RSNA: Abdominal/pelvic CT results in unnecessary imaging
CHICAGO--A large percentage of patients who undergo abdominal/pelvic CT receive unnecessary additional imaging series—along with avoidable radiation exposure—according to a study presented Monday at the annual meeting of the Radiological Society of NorthAmerica (RSNA).

"Radiation exposure has been a hot topic, particularly focusing on unnecessary radiation and over-exposure in patients during CT exams,” said Kristie Guite, MD, a radiation resident at the University of Wisconsin (UW) in Madison, and one of the authors of the study. “I think the recent events at Cedars-Sinai [in Los Angeles] reminds us that we are not doing every thing we can to minimize radiation exposure to patients.”

At Cedars-Sinai, patients undergoing brain perfusion CT scans were over-exposed by as much as eight-times the normal radiation exposure.

The researchers at UW-Madison reviewed the appropriateness and radiation dose of abdomen and pelvis CT exams for 500 patients performed at outside institutions and submitted to UW-Madison for interpretation. The patients ranged from the age of 9 months to 91 years, with most patients between the ages of 30 and 50.

A total of 978 imaging series were performed on the patients. The researchers, using the American College of Radiology Appropriateness Criteria, found that 345 of those CT series (35.3 percent) in 261 of the patients were not indicated. According to the researchers, the most common unnecessary exam was delayed-phase imaging (through which several images of the same part of the body are taken within a short period of time after a contrast injection in order to detect changes). This accounted for 268 of the 345 unnecessary exams.

“If we could eliminate these unindicated phases we could reduce overall radiation dose by 63 percent,” said Guite.

Guite pointed to the case of a 56-year-old patient as an example of the use of a multi-phase CT exam and inappropriate imaging. “He had a CT exam to follow up a pancreatic pseudocyst,” she explained. “Five phases were performed for that examination. The American College of Radiology Appropriateness Criteria recommends, at a maximum, three phases be performed. And at our institution, since this is a follow-up examination, we would only perform one of these phases. So this patient received almost 30 mSv of unnecessary radiation from the two excess series.”

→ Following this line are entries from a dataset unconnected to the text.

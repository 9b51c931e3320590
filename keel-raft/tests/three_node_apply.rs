mod fixtures;

use std::sync::Arc;
use std::time::Duration;

use anyhow::Result;
use fixtures::RaftRouter;
use keel_raft::Config;
use maplit::btreeset;

/// Three-node apply test.
///
/// - brings up a cluster of 3 voters.
/// - the leader accepts one client command.
/// - asserts that the command is committed and applied on every node exactly once, and that
///   the client callback fired with success after the local apply.
///
/// RUST_LOG=keel_raft,memstore,three_node_apply=trace cargo test -p keel-raft --test three_node_apply
#[tokio::test(flavor = "multi_thread", worker_threads = 4)]
async fn three_node_apply() -> Result<()> {
    fixtures::init_tracing();

    let config = Arc::new(Config::build("test".into()).validate().expect("failed to build Raft config"));
    let router = Arc::new(RaftRouter::new(config.clone()));

    router.new_cluster(btreeset! {1,2,3}, btreeset! {}).await?;
    let leader = router.wait_for_leader(Duration::from_secs(10), "initial election").await?;

    tracing::info!("--- leader {} elected, submitting one command", leader);

    // The bootstrap configuration entry occupies index 1; the first command lands at index 2.
    // `client_request` panics unless the write callback fires with success.
    router.client_request(leader, "client", 0).await;

    router.wait_for_log(&btreeset! {1,2,3}, 2, Some(Duration::from_secs(5)), "apply one entry").await?;
    router.assert_stable_cluster(None, Some(2)).await;

    // Each node's state machine saw the command exactly once.
    for id in 1..=3 {
        let sto = router.get_storage_handle(&id).await?;
        let sm = keel_raft::RaftStorageDebug::get_state_machine(&*sto).await;
        assert_eq!(
            sm.client_status.get("client"),
            Some(&"request-0".to_string()),
            "node {} is missing the applied command",
            id
        );
        assert_eq!(
            sm.client_serial_responses.get("client").map(|(serial, _)| *serial),
            Some(0),
            "node {} applied the command more than once or not at all",
            id
        );
    }

    Ok(())
}
//! Log segment files and their entry-batch encoding.
//!
//! Entries live in segment files: closed segments named `<start>-<end>` holding a sealed range,
//! and open segments named `open-<counter>`, pre-allocated to a fixed size and renamed to their
//! closed form once sealed. Every segment starts with an 8-byte format header, followed by
//! CRC-protected batches of entries; the zero padding of a pre-allocated open segment reads as
//! an end-of-data marker.

use bytes::Buf;
use bytes::BufMut;
use keel_raft::raft::Entry;
use keel_raft::raft::EntryPayload;
use keel_raft::AppData;
use keel_raft::LogId;

use crate::error::StoreError;

/// On-disk format identifier, written as the first 8 bytes of every segment file.
pub(crate) const SEGMENT_FORMAT: u64 = 1;
/// Size of the per-file format header.
pub(crate) const SEGMENT_HEADER_SIZE: u64 = 8;

const KIND_NORMAL: u8 = 1;
const KIND_BARRIER: u8 = 2;
const KIND_CONFIG: u8 = 3;

fn kind_of<D: AppData>(payload: &EntryPayload<D>) -> u8 {
    match payload {
        EntryPayload::Normal(_) => KIND_NORMAL,
        EntryPayload::Barrier => KIND_BARRIER,
        EntryPayload::ConfigChange(_) => KIND_CONFIG,
    }
}

/// The name of a closed segment covering `[first, last]`.
pub(crate) fn closed_name(first: u64, last: u64) -> String {
    format!("{:016}-{:016}", first, last)
}

/// Parse a closed segment filename into its `(first, last)` range.
pub(crate) fn parse_closed_name(name: &str) -> Option<(u64, u64)> {
    let mut parts = name.splitn(2, '-');
    let first = parts.next()?.parse::<u64>().ok()?;
    let last = parts.next()?.parse::<u64>().ok()?;
    if first == 0 || last < first {
        return None;
    }
    Some((first, last))
}

/// The name of an open segment with the given counter.
pub(crate) fn open_name(counter: u64) -> String {
    format!("open-{}", counter)
}

/// Parse an open segment filename into its counter.
pub(crate) fn parse_open_name(name: &str) -> Option<u64> {
    name.strip_prefix("open-")?.parse::<u64>().ok()
}

/// Encode a batch of entries.
///
/// Layout: `crc u32 | n u32 | n × (term u64, index u64, kind u8, len u32) | payloads`, with the
/// crc computed over everything following it. An all-zero first word marks the end of data in a
/// pre-allocated file, which is why a batch count of zero is never written.
pub(crate) fn encode_batch<D: AppData>(entries: &[&Entry<D>]) -> Result<Vec<u8>, StoreError> {
    let mut body = Vec::new();
    body.put_u32_le(entries.len() as u32);
    let mut payloads = Vec::new();
    for entry in entries {
        let payload = serde_json::to_vec(&entry.payload)
            .map_err(|err| StoreError::Malformed(format!("entry payload failed to encode: {}", err)))?;
        body.put_u64_le(entry.log_id.term);
        body.put_u64_le(entry.log_id.index);
        body.put_u8(kind_of(&entry.payload));
        body.put_u32_le(payload.len() as u32);
        payloads.push(payload);
    }
    for payload in payloads {
        body.extend_from_slice(&payload);
    }

    let mut buf = Vec::with_capacity(4 + body.len());
    buf.put_u32_le(crc32fast::hash(&body));
    buf.extend_from_slice(&body);
    Ok(buf)
}

/// Decode all batches of a segment file.
///
/// With `tolerate_torn` (used for open segments), an invalid batch at the tail is taken to be
/// the leftover of a crash mid-append: decoding stops there and everything before it is kept.
/// For closed segments any invalid batch means corruption.
pub(crate) fn decode_segment<D: AppData>(data: &[u8], tolerate_torn: bool) -> Result<Vec<Entry<D>>, StoreError> {
    let mut buf = data;
    if buf.remaining() < SEGMENT_HEADER_SIZE as usize {
        return Err(StoreError::Malformed("segment file shorter than its header".into()));
    }
    let format = buf.get_u64_le();
    if format != SEGMENT_FORMAT {
        return Err(StoreError::Malformed(format!("unsupported segment format {}", format)));
    }

    let mut entries = Vec::new();
    loop {
        if buf.remaining() < 8 {
            break;
        }
        let crc_stored = buf.get_u32_le();
        let batch = match decode_batch_body(buf, crc_stored) {
            Ok(Some((batch, consumed))) => {
                buf.advance(consumed);
                batch
            }
            Ok(None) => break, // Zero padding: end of data.
            Err(err) => {
                if tolerate_torn {
                    tracing::warn!(error=%err, "discarding torn batch at tail of open segment");
                    break;
                }
                return Err(err);
            }
        };
        entries.extend(batch);
    }
    Ok(entries)
}

/// Decode one batch body; `Ok(None)` marks the zero end-of-data padding.
///
/// `body` starts right after the batch's crc word; on success the returned length is how many
/// of its bytes the batch occupied.
fn decode_batch_body<D: AppData>(
    body: &[u8],
    crc_stored: u32,
) -> Result<Option<(Vec<Entry<D>>, usize)>, StoreError> {
    let mut cursor = body;
    if cursor.remaining() < 4 {
        return Err(StoreError::Corrupt("segment batch count truncated".into()));
    }
    let n = cursor.get_u32_le();
    if crc_stored == 0 && n == 0 {
        return Ok(None);
    }

    let header_size = (n as usize) * (8 + 8 + 1 + 4);
    if cursor.remaining() < header_size {
        return Err(StoreError::Corrupt("segment batch header truncated".into()));
    }
    let mut headers = Vec::with_capacity(n as usize);
    let mut payload_total = 0usize;
    for _ in 0..n {
        let term = cursor.get_u64_le();
        let index = cursor.get_u64_le();
        let kind = cursor.get_u8();
        let len = cursor.get_u32_le() as usize;
        payload_total += len;
        headers.push((term, index, kind, len));
    }
    if cursor.remaining() < payload_total {
        return Err(StoreError::Corrupt("segment batch payload truncated".into()));
    }

    // The full extent of the batch is known; verify its checksum before trusting any of it.
    let body_len = 4 + header_size + payload_total;
    if crc32fast::hash(&body[..body_len]) != crc_stored {
        return Err(StoreError::Corrupt("segment batch checksum mismatch".into()));
    }

    let mut entries = Vec::with_capacity(n as usize);
    for (term, index, kind, len) in headers {
        let payload: EntryPayload<D> = serde_json::from_slice(&cursor[..len])
            .map_err(|err| StoreError::Corrupt(format!("entry payload failed to decode: {}", err)))?;
        if kind_of(&payload) != kind {
            return Err(StoreError::Corrupt(format!(
                "entry kind byte {} does not match payload at index {}",
                kind, index
            )));
        }
        cursor.advance(len);
        entries.push(Entry {
            log_id: LogId::new(term, index),
            payload,
        });
    }

    Ok(Some((entries, body_len)))
}

#[cfg(test)]
mod tests {
    use super::*;
    use keel_raft::raft::EntryNormal;
    use serde::Deserialize;
    use serde::Serialize;

    #[derive(Clone, Debug, PartialEq, Serialize, Deserialize)]
    struct Payload(String);
    impl keel_raft::AppData for Payload {}

    fn entry(term: u64, index: u64) -> Entry<Payload> {
        Entry {
            log_id: LogId::new(term, index),
            payload: EntryPayload::Normal(EntryNormal {
                data: Payload(format!("payload-{}", index)),
            }),
        }
    }

    fn segment_bytes(batches: &[Vec<Entry<Payload>>]) -> Vec<u8> {
        let mut data = Vec::new();
        data.put_u64_le(SEGMENT_FORMAT);
        for batch in batches {
            let refs: Vec<_> = batch.iter().collect();
            data.extend_from_slice(&encode_batch(&refs).unwrap());
        }
        data
    }

    #[test]
    fn batches_round_trip() {
        let batches = vec![vec![entry(1, 1), entry(1, 2)], vec![entry(2, 3)]];
        let data = segment_bytes(&batches);
        let decoded: Vec<Entry<Payload>> = decode_segment(&data, false).unwrap();
        let expected: Vec<_> = batches.into_iter().flatten().collect();
        assert_eq!(decoded, expected);
    }

    #[test]
    fn zero_padding_terminates_decoding() {
        let mut data = segment_bytes(&[vec![entry(1, 1)]]);
        data.extend_from_slice(&[0u8; 256]);
        let decoded: Vec<Entry<Payload>> = decode_segment(&data, false).unwrap();
        assert_eq!(decoded.len(), 1);
    }

    #[test]
    fn corrupt_batch_is_fatal_for_closed_segments() {
        let mut data = segment_bytes(&[vec![entry(1, 1)]]);
        let last = data.len() - 1;
        data[last] ^= 0xff;
        assert!(decode_segment::<Payload>(&data, false).is_err());
    }

    #[test]
    fn torn_tail_is_discarded_for_open_segments() {
        let mut data = segment_bytes(&[vec![entry(1, 1)]]);
        // A second batch whose payload got cut off by a crash.
        let torn = segment_bytes(&[vec![entry(1, 2)]]);
        data.extend_from_slice(&torn[SEGMENT_HEADER_SIZE as usize..torn.len() - 3]);
        let decoded: Vec<Entry<Payload>> = decode_segment(&data, true).unwrap();
        assert_eq!(decoded.len(), 1);
        assert_eq!(decoded[0].log_id, LogId::new(1, 1));
    }

    #[test]
    fn closed_segment_names_round_trip() {
        let name = closed_name(7, 123);
        assert_eq!(parse_closed_name(&name), Some((7, 123)));
        assert_eq!(parse_closed_name("open-3"), None);
        assert_eq!(parse_open_name("open-3"), Some(3));
        assert_eq!(parse_open_name(&name), None);
    }
}
//! Replication stream.

use std::io::SeekFrom;
use std::sync::Arc;

use futures::future::FutureExt;
use serde::Deserialize;
use serde::Serialize;
use tokio::io::AsyncRead;
use tokio::io::AsyncReadExt;
use tokio::io::AsyncSeek;
use tokio::io::AsyncSeekExt;
use tokio::sync::mpsc;
use tokio::sync::oneshot;
use tokio::time::interval;
use tokio::time::timeout;
use tokio::time::Duration;
use tokio::time::Interval;
use tracing::Instrument;
use tracing::Span;

use crate::config::Config;
use crate::config::SnapshotPolicy;
use crate::raft::AppendEntriesRequest;
use crate::raft::Entry;
use crate::raft::InstallSnapshotRequest;
use crate::storage::CompactedRange;
use crate::storage::Snapshot;
use crate::AppData;
use crate::AppDataResponse;
use crate::LogId;
use crate::MessageSummary;
use crate::NodeId;
use crate::RaftNetwork;
use crate::RaftStorage;

/// The replication metrics of a single replication target.
#[derive(Default, Debug, Clone, Serialize, Deserialize, PartialEq, Eq)]
pub struct ReplicationMetrics {
    pub matched: LogId,
}

/// The state of a replication stream, as tracked in the leader's progress table.
#[derive(Clone, Copy, Debug, PartialEq, Eq)]
pub(crate) enum ProgressState {
    /// Probing backwards for the point where the target's log matches the leader's; a single
    /// outstanding request at a time.
    Probe,
    /// The target's log matches; entries are streamed optimistically as they are appended.
    Pipeline,
    /// The target is too far behind the log; a snapshot is being installed. No AppendEntries
    /// are sent until the installation ends.
    Snapshot,
}

/// The public handle to a spawned replication stream.
pub(crate) struct ReplicationStream<D: AppData> {
    /// The channel used for communicating with the replication task.
    pub repl_tx: mpsc::UnboundedSender<(RaftEvent<D>, Span)>,
}
mod fixtures;

use std::sync::Arc;
use std::time::Duration;

use anyhow::Result;
use fixtures::RaftRouter;
use keel_raft::error::ChangeConfigError;
use keel_raft::error::ResponseError;
use keel_raft::raft::EntryPayload;
use keel_raft::Config;
use keel_raft::Role;
use maplit::btreeset;

/// Add-then-promote on 3 nodes.
///
/// - brings up a cluster of 3 voters.
/// - adds server 4: it enters the configuration as a spare and catches up.
/// - promotes server 4 to voter.
/// - asserts the final configuration holds 4 servers with server 4 a voter, and that the log
///   carries the intermediate spare configuration followed by the voter configuration. Each
///   change only started after the previous one had committed (the single-slot change lock
///   rejects overlapping changes with `ConfigChangeInProgress`).
///
/// RUST_LOG=keel_raft,memstore,membership_add_then_promote=trace cargo test -p keel-raft --test membership_add_then_promote
#[tokio::test(flavor = "multi_thread", worker_threads = 4)]
async fn membership_add_then_promote() -> Result<()> {
    fixtures::init_tracing();

    let config = Arc::new(Config::build("test".into()).validate().expect("failed to build Raft config"));
    let router = Arc::new(RaftRouter::new(config.clone()));

    router.new_cluster(btreeset! {1,2,3}, btreeset! {}).await?;
    let leader = router.wait_for_leader(Duration::from_secs(10), "initial election").await?;

    tracing::info!("--- assigning a server its current role must fail without mutating state");

    let before = router.wait(&leader, None).await?.rx.borrow().membership_config.clone();
    let res = router.assign_role(leader, 2, Role::Voter).await;
    match res {
        Err(ResponseError::ChangeConfig(ChangeConfigError::BadRole { role })) => {
            assert_eq!(role, Role::Voter)
        }
        other => panic!("expected BadRole, got {:?}", other),
    }
    let after = router.wait(&leader, None).await?.rx.borrow().membership_config.clone();
    assert_eq!(before, after, "a rejected role assignment must not change the configuration");

    tracing::info!("--- adding server 4 as a spare");

    router.new_raft_node(4).await;
    let add_index = router.add_server(leader, 4).await.expect("add_server failed");

    router.wait_for_applied(&btreeset! {1,2,3}, add_index, Some(Duration::from_secs(5)), "add committed").await?;

    let metrics = router.wait_for_metrics(&leader, |x| x.membership_config.contains(4), None, "4 in config").await?;
    assert_eq!(metrics.membership_config.servers.len(), 4);
    assert_eq!(metrics.membership_config.get(4).map(|s| s.role), Some(Role::Spare));
    assert!(!metrics.membership_config.is_voter(4));

    tracing::info!("--- waiting for the spare to catch up, then promoting it to voter");

    router
        .wait_for_metrics(&4, |x| x.last_applied >= add_index, Some(Duration::from_secs(5)), "4 caught up")
        .await?;

    let promote_index = router.assign_role(leader, 4, Role::Voter).await.expect("assign_role failed");
    assert!(promote_index > add_index);

    router
        .wait_for_applied(&btreeset! {1,2,3,4}, promote_index, Some(Duration::from_secs(5)), "promotion committed")
        .await?;

    for id in 1..=4u64 {
        let metrics = router
            .wait_for_metrics(&id, |x| x.membership_config.is_voter(4), Some(Duration::from_secs(5)), "4 is voter")
            .await?;
        assert_eq!(metrics.membership_config.servers.len(), 4, "node {} has the wrong config size", id);
    }

    // The leader's log carries the two configuration entries in order: first the spare
    // configuration, then the voter configuration.
    let sto = router.get_storage_handle(&leader).await?;
    let log = sto.get_log().await;
    let configs: Vec<_> = log
        .values()
        .filter_map(|entry| match &entry.payload {
            EntryPayload::ConfigChange(cfg) => Some((entry.log_id.index, cfg.membership.clone())),
            _ => None,
        })
        .collect();
    assert_eq!(configs.len(), 3, "bootstrap + spare + voter configurations expected");
    assert_eq!(configs[1].0, add_index);
    assert_eq!(configs[1].1.get(4).map(|s| s.role), Some(Role::Spare));
    assert_eq!(configs[2].0, promote_index);
    assert_eq!(configs[2].1.get(4).map(|s| s.role), Some(Role::Voter));

    Ok(())
}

Guite concluded that the “most important finding of this study is that adherence to ALARA (the radiation safety principle “As Low as Reasonably Achievable”) does not appear to be widespread at this time.”

Co-author J. Louis Hinshaw, MD, assistant professor radiology at UW-Madison, said that delayed-phase imaging is really only indicated in two situations—after trauma to evaluate the urinary system and to evaluate and characterize renal masses. “But most patients don’t have either one of these indications,” he said. “The point is that people are doing this despite the fact there is no good indication for it. Delayed-phase imaging should be very uncommon actually.”

So why is it being used when it isn’t indicated? “I suspect the reasons are two-fold,” Hinshaw said. “We have the tools and the ability to do it, and certainly that is sometimes abused.”

The other reason, he suggested, is that CT protocols are often “set up behind the scenes. They are set up to answer a question, but also to answer a ‘what if’ question. What if we see something in the liver, would it be helpful to have these additional phases? Certainly it would be, but our opinion is that the protocol should be set up to do the minimum amount of imaging.”